How to complete this task:
Below are the records; count how many of their lines hold the string "AssetReport" and give the number alone.

○ ○ ○ ○ ○

use chrono::Utc;
use tracing::instrument;

use everse_core::ids::SongId;
use everse_core::DisplaySettings;

use crate::database::Database;
use crate::error::StoreError;
use crate::row_helpers;

/// Per-song display settings, stored as a JSON document.
pub struct SettingsRepo {
    db: Database,
}

impl SettingsRepo {
    pub fn new(db: Database) -> Self {
        Self { db }
    }

    /// Settings for a song, or the defaults if none were saved.
    #[instrument(skip(self), fields(song_id = %song_id))]
    pub fn get(&self, song_id: &SongId) -> Result<DisplaySettings, StoreError> {
        self.db.with_conn(|conn| {
            let mut stmt = conn.prepare("SELECT display FROM song_settings WHERE song_id = ?1")?;
            let mut rows = stmt.query([song_id.as_str()])?;
            match rows.next()? {
                Some(row) => {
                    let raw: String = row_helpers::get(row, 0, "song_settings", "display")?;
                    row_helpers::parse_json(&raw, "song_settings", "display")
                }
                None => Ok(DisplaySettings::default()),
            }
        })
    }

    #[instrument(skip(self, settings), fields(song_id = %song_id))]
    pub fn upsert(&self, song_id: &SongId, settings: &DisplaySettings) -> Result<(), StoreError> {
        let display = serde_json::to_string(settings)?;
        let now = Utc::now().to_rfc3339();
        self.db.with_conn(|conn| {
            conn.execute(
                "INSERT INTO song_settings (song_id, display, updated_at) VALUES (?1, ?2, ?3)
                 ON CONFLICT(song_id) DO UPDATE SET display = excluded.display, updated_at = excluded.updated_at",
                rusqlite::params![song_id.as_str(), display, now],
            )?;
            Ok(())
        })
    }
}

#[cfg(test)]
mod tests {
    use super::*;
    use crate::songs::{NewSong, SongRepo};

    fn setup() -> (Database, SongId) {
        let db = Database::in_memory().unwrap();
        let song = SongRepo::new(db.clone())
            .create(&NewSong {
                title: "Abide With Me".into(),
                number: 4,
                ..Default::default()
            })
            .unwrap();
        (db, song.id)
    }

    #[test]
    fn missing_settings_are_defaults() {
        let (db, song_id) = setup();
        let repo = SettingsRepo::new(db);
        assert_eq!(repo.get(&song_id).unwrap(), DisplaySettings::default());
    }

    #[test]
    fn upsert_then_overwrite() {
        let (db, song_id) = setup();
        let repo = SettingsRepo::new(db);

        let mut settings = DisplaySettings {
            font_size: 72.0,
            ..Default::default()
        };
        repo.upsert(&song_id, &settings).unwrap();
        assert!((repo.get(&song_id).unwrap().font_size - 72.0).abs() < f64::EPSILON);

        settings.use_fade = false;
        repo.upsert(&song_id, &settings).unwrap();
        let stored = repo.get(&song_id).unwrap();
        assert!(!stored.use_fade);
        assert!((stored.font_size - 72.0).abs() < f64::EPSILON);
    }

    #[test]
    fn upsert_for_unknown_song_conflicts() {
        let db = Database::in_memory().unwrap();
        let repo = SettingsRepo::new(db);
        let result = repo.upsert(&SongId::from_raw("song_missing"), &DisplaySettings::default());
        assert!(matches!(result, Err(StoreError::Conflict(_))));
    }

    #[test]
    fn deleting_song_drops_settings() {
        let (db, song_id) = setup();
        let repo = SettingsRepo::new(db.clone());
        repo.upsert(&song_id, &DisplaySettings::default()).unwrap();
        SongRepo::new(db.clone()).delete(&song_id).unwrap();
        let rows: i64 = db
            .with_conn(|conn| Ok(conn.query_row("SELECT COUNT(*) FROM song_settings", [], |r| r.get(0))?))
            .unwrap();
        assert_eq!(rows, 0);
    }
}
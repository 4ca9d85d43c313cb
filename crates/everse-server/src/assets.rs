//! Default viewer bundle written into the web root.

use std::path::{Path, PathBuf};

use tracing::{debug, info};

use crate::error::ServerError;

const INDEX_HTML: &str = include_str!("../assets/index.html");
const WS_CLIENT_JS: &str = include_str!("../assets/js/ws-client.js");

/// Files of the bundle, relative to the web root.
pub const BUNDLE: &[(&str, &str)] = &[("index.html", INDEX_HTML), ("js/ws-client.js", WS_CLIENT_JS)];

/// What `ensure_default_assets` did.
#[derive(Clone, Debug, Default, PartialEq, Eq)]
pub struct AssetReport {
    /// Files newly written.
    pub written: Vec<PathBuf>,
    /// Files left untouched because they already existed.
    pub kept: Vec<PathBuf>,
}

/// Create `root` and write each bundled file that is missing.
/// Existing files are never overwritten.
pub fn ensure_default_assets(root: &Path) -> Result<AssetReport, ServerError> {
    let mut report = AssetReport::default();
    for (relative, contents) in BUNDLE {
        let path = root.join(relative);
        if path.exists() {
            debug!(path = %path.display(), "asset present, keeping");
            report.kept.push(path);
            continue;
        }
        if let Some(parent) = path.parent() {
            std::fs::create_dir_all(parent)
                .map_err(|e| ServerError::Asset(format!("create {}: {e}", parent.display())))?;
        }
        std::fs::write(&path, contents)
            .map_err(|e| ServerError::Asset(format!("write {}: {e}", path.display())))?;
        info!(path = %path.display(), "wrote default asset");
        report.written.push(path);
    }
    Ok(report)
}

#[cfg(test)]
mod tests {
    use super::*;

    #[test]
    fn writes_bundle_into_empty_root() {
        let dir = tempfile::tempdir().unwrap();
        let root = dir.path().join("wwwroot");

        let report = ensure_default_assets(&root).unwrap();
        assert_eq!(report.written.len(), 2);
        assert!(report.kept.is_empty());
        assert!(root.join("index.html").is_file());
        let js = std::fs::read_to_string(root.join("js/ws-client.js")).unwrap();
        assert!(js.contains("/ws?token="));
    }

    #[test]
    fn second_run_writes_nothing() {
        let dir = tempfile::tempdir().unwrap();
        ensure_default_assets(dir.path()).unwrap();
        let report = ensure_default_assets(dir.path()).unwrap();
        assert!(report.written.is_empty());
        assert_eq!(report.kept.len(), 2);
    }

    #[test]
    fn existing_files_are_not_overwritten() {
        let dir = tempfile::tempdir().unwrap();
        std::fs::write(dir.path().join("index.html"), "custom").unwrap();

        let report = ensure_default_assets(dir.path()).unwrap();
        assert_eq!(report.written, vec![dir.path().join("js/ws-client.js")]);
        assert_eq!(std::fs::read_to_string(dir.path().join("index.html")).unwrap(), "custom");
    }

    #[test]
    fn index_references_client_script() {
        assert!(INDEX_HTML.contains("/js/ws-client.js"));
        assert!(WS_CLIENT_JS.contains("secret-token"));
    }
}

○ ○ ○ ○ ○

Answer to this task:
3